//! Roles and the operation authorization table.

use serde::{Deserialize, Serialize};

/// The closed set of roles the application understands. Other role strings
/// in a token are kept on the account but grant nothing.
#[derive(Debug, Clone, Copy, PartialEq, Eq, Hash, Serialize, Deserialize)]
#[serde(rename_all = "kebab-case")]
pub enum Role {
    Mahasiswa,
    PembimbingInstansi,
    DosenPembimbing,
    Koordinator,
}

impl Role {
    pub const ALL: [Role; 4] = [
        Role::Mahasiswa,
        Role::PembimbingInstansi,
        Role::DosenPembimbing,
        Role::Koordinator,
    ];

    pub fn as_str(&self) -> &'static str {
        match self {
            Role::Mahasiswa => "mahasiswa",
            Role::PembimbingInstansi => "pembimbing-instansi",
            Role::DosenPembimbing => "dosen-pembimbing",
            Role::Koordinator => "koordinator",
        }
    }

    pub fn parse(raw: &str) -> Option<Role> {
        Role::ALL.into_iter().find(|role| role.as_str() == raw)
    }

    /// Known roles among `raw`, in order, without duplicates.
    pub fn from_claims<S: AsRef<str>>(raw: &[S]) -> Vec<Role> {
        let mut roles = Vec::new();
        for role in raw.iter().filter_map(|r| Role::parse(r.as_ref())) {
            if !roles.contains(&role) {
                roles.push(role);
            }
        }
        roles
    }
}

impl std::fmt::Display for Role {
    fn fmt(&self, f: &mut std::fmt::Formatter<'_>) -> std::fmt::Result {
        f.write_str(self.as_str())
    }
}

/// Every API operation that is subject to authorization.
#[derive(Debug, Clone, Copy, PartialEq, Eq)]
pub enum Operation {
    AccountCreate,
    AccountList,
    StudentCreate,
    StudentUpdate,
    StudentRead,
    StudentProgressRead,
    ReportCreate,
    ReportUpdate,
    ReportRead,
    GuidanceCreate,
    GuidanceUpdate,
    GuidanceRead,
    EvaluationCreate,
    EvaluationUpdate,
    EvaluationRead,
    SupervisorCreate,
    SupervisorUpdate,
    SupervisorRead,
    SessionRead,
    StatisticsRead,
}

impl Operation {
    pub fn allowed_roles(&self) -> &'static [Role] {
        use Operation::*;
        match self {
            AccountCreate | AccountList | StudentRead | StudentProgressRead | ReportRead
            | GuidanceRead | EvaluationRead | SupervisorRead | SessionRead => &Role::ALL,
            StudentCreate | StudentUpdate | ReportCreate | ReportUpdate => &[Role::Mahasiswa],
            GuidanceCreate | GuidanceUpdate => &[Role::DosenPembimbing],
            EvaluationCreate | EvaluationUpdate | SupervisorCreate | SupervisorUpdate => {
                &[Role::PembimbingInstansi]
            }
            StatisticsRead => &[Role::Koordinator],
        }
    }

    pub fn permits(&self, roles: &[Role]) -> bool {
        self.allowed_roles().iter().any(|r| roles.contains(r))
    }

    pub fn name(&self) -> &'static str {
        use Operation::*;
        match self {
            AccountCreate => "account create",
            AccountList => "account list",
            StudentCreate => "student create",
            StudentUpdate => "student update",
            StudentRead => "student read",
            StudentProgressRead => "student progress read",
            ReportCreate => "report create",
            ReportUpdate => "report update",
            ReportRead => "report read",
            GuidanceCreate => "guidance create",
            GuidanceUpdate => "guidance update",
            GuidanceRead => "guidance read",
            EvaluationCreate => "evaluation create",
            EvaluationUpdate => "evaluation update",
            EvaluationRead => "evaluation read",
            SupervisorCreate => "supervisor create",
            SupervisorUpdate => "supervisor update",
            SupervisorRead => "supervisor read",
            SessionRead => "session read",
            StatisticsRead => "statistics read",
        }
    }
}

#[cfg(test)]
mod tests {
    use super::*;

    #[test]
    fn test_role_round_trip_names() {
        for role in Role::ALL {
            assert_eq!(Role::parse(role.as_str()), Some(role));
            assert_eq!(
                serde_json::to_value(role).unwrap(),
                serde_json::Value::String(role.as_str().to_string())
            );
        }
        assert_eq!(Role::parse("admin"), None);
    }

    #[test]
    fn test_from_claims_ignores_unknown_and_duplicates() {
        let roles = Role::from_claims(&["offline_access", "mahasiswa", "uma_authorization", "mahasiswa"]);
        assert_eq!(roles, vec![Role::Mahasiswa]);
    }

    #[test]
    fn test_authorization_table() {
        assert!(Operation::EvaluationCreate.permits(&[Role::PembimbingInstansi]));
        assert!(!Operation::EvaluationCreate.permits(&[Role::Mahasiswa]));
        assert!(Operation::GuidanceCreate.permits(&[Role::DosenPembimbing]));
        assert!(!Operation::GuidanceCreate.permits(&[Role::Koordinator]));
        assert!(Operation::StatisticsRead.permits(&[Role::Koordinator]));
        assert!(!Operation::StatisticsRead.permits(&[Role::DosenPembimbing]));
        assert!(Operation::ReportCreate.permits(&[Role::Mahasiswa]));
        assert!(Operation::StudentRead.permits(&[Role::DosenPembimbing]));
        assert!(!Operation::AccountCreate.permits(&[]));
    }
}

• Task to carry out:
The required output is the exact run of lines from the beginning of the listing above to the line that contains "roles.push(role);", inclusive of both.

• Solution to this problem:
//! Roles and the operation authorization table.

use serde::{Deserialize, Serialize};

/// The closed set of roles the application understands. Other role strings
/// in a token are kept on the account but grant nothing.
#[derive(Debug, Clone, Copy, PartialEq, Eq, Hash, Serialize, Deserialize)]
#[serde(rename_all = "kebab-case")]
pub enum Role {
    Mahasiswa,
    PembimbingInstansi,
    DosenPembimbing,
    Koordinator,
}

impl Role {
    pub const ALL: [Role; 4] = [
        Role::Mahasiswa,
        Role::PembimbingInstansi,
        Role::DosenPembimbing,
        Role::Koordinator,
    ];

    pub fn as_str(&self) -> &'static str {
        match self {
            Role::Mahasiswa => "mahasiswa",
            Role::PembimbingInstansi => "pembimbing-instansi",
            Role::DosenPembimbing => "dosen-pembimbing",
            Role::Koordinator => "koordinator",
        }
    }

    pub fn parse(raw: &str) -> Option<Role> {
        Role::ALL.into_iter().find(|role| role.as_str() == raw)
    }

    /// Known roles among `raw`, in order, without duplicates.
    pub fn from_claims<S: AsRef<str>>(raw: &[S]) -> Vec<Role> {
        let mut roles = Vec::new();
        for role in raw.iter().filter_map(|r| Role::parse(r.as_ref())) {
            if !roles.contains(&role) {
                roles.push(role);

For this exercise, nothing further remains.